Prataya tidak pernah menyentuh Bulan sekali pun demi penghargaan yang luar biasa pada gadis itu, tetapi sekarang dia takut Bulan yang gambarannya mulai mengabur itu menghilang, Prataya pun meraih tangan Bulan. Kosong. Hanya udara.
"Bulan!"
Bersama senyum terindah yang Bulan miliki, dia melebur menjadi pancaran sinar bulan-di jendela atap itu.
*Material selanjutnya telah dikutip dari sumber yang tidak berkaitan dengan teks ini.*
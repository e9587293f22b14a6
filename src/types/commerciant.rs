//! Commerciant (merchant) types

use super::currency::Iban;
use serde::Deserialize;

/// Commerciant category, selects the discount a payment can consume
#[derive(Debug, Clone, Copy, PartialEq, Eq, Deserialize)]
pub enum Category {
    Food,
    Clothes,
    Tech,
    #[serde(other)]
    Other,
}

/// Cashback strategy, chosen per commerciant at construction time
#[derive(Debug, Clone, Copy, PartialEq, Eq, Deserialize)]
#[serde(rename_all = "camelCase")]
pub enum CashbackStrategy {
    NrOfTransactions,
    SpendingThreshold,
}

/// A merchant that receives payments
#[derive(Debug, Clone, PartialEq)]
pub struct Commerciant {
    /// Unique key
    pub name: String,
    pub id: u64,
    /// Account receiving transfers addressed to this commerciant
    pub iban: Iban,
    pub category: Category,
    pub strategy: CashbackStrategy,
}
Di ruangan gelap yang diiringi tawa hebat, liar, dan memekakkan milik Asmarani.
"Percuma! Dia telah menjemput hidup abadinya sendiri! Dia akan menyusul gadis yang dicintainya! Biarkan laki-laki itu bebas, Keparat!" jerit Asmarani disambung tawa.
Mata Prataya membuka dan menutup. Dalam kilas-kilas kejadian yang menyerbu kepalanya, Prataya sadar dadanya ditekan berulang kali oleh Ozil. Wajah panik laki-laki itu selalu lucu. Mulut dan hidungnya seperti maju. Detik itu, Prataya nyaris saja gagal menahan tawa.